» Problem description
Return all lines of the data in which the string "crate" occurs.

» Stored data
***
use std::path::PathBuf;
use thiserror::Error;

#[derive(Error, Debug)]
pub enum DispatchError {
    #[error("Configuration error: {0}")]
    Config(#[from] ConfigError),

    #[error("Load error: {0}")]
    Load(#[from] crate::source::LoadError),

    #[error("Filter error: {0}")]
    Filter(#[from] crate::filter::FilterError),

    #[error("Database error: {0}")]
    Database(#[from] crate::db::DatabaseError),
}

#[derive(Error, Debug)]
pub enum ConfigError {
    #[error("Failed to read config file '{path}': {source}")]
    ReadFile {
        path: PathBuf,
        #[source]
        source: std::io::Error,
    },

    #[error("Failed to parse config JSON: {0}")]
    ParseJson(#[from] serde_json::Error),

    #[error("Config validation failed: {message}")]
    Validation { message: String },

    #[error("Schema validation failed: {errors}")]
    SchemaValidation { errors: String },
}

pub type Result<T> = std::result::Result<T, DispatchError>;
***
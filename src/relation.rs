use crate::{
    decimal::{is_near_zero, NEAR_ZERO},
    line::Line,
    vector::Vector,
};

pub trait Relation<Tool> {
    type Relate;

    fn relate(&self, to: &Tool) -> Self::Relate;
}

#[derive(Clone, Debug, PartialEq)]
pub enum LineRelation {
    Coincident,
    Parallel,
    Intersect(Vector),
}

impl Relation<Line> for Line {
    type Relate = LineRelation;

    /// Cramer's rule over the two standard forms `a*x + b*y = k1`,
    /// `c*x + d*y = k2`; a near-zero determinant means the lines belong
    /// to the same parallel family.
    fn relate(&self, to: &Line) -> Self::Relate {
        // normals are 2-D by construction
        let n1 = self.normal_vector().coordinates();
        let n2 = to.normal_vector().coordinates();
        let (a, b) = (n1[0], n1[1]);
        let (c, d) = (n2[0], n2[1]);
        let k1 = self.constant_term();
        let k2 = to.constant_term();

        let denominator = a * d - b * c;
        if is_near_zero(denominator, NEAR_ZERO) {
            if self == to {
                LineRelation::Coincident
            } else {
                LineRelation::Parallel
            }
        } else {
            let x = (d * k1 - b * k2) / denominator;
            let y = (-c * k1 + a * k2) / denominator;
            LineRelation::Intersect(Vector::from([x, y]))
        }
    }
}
***
» Exercise answer
    Load(#[from] crate::source::LoadError),
    Filter(#[from] crate::filter::FilterError),
    Database(#[from] crate::db::DatabaseError),
use crate::{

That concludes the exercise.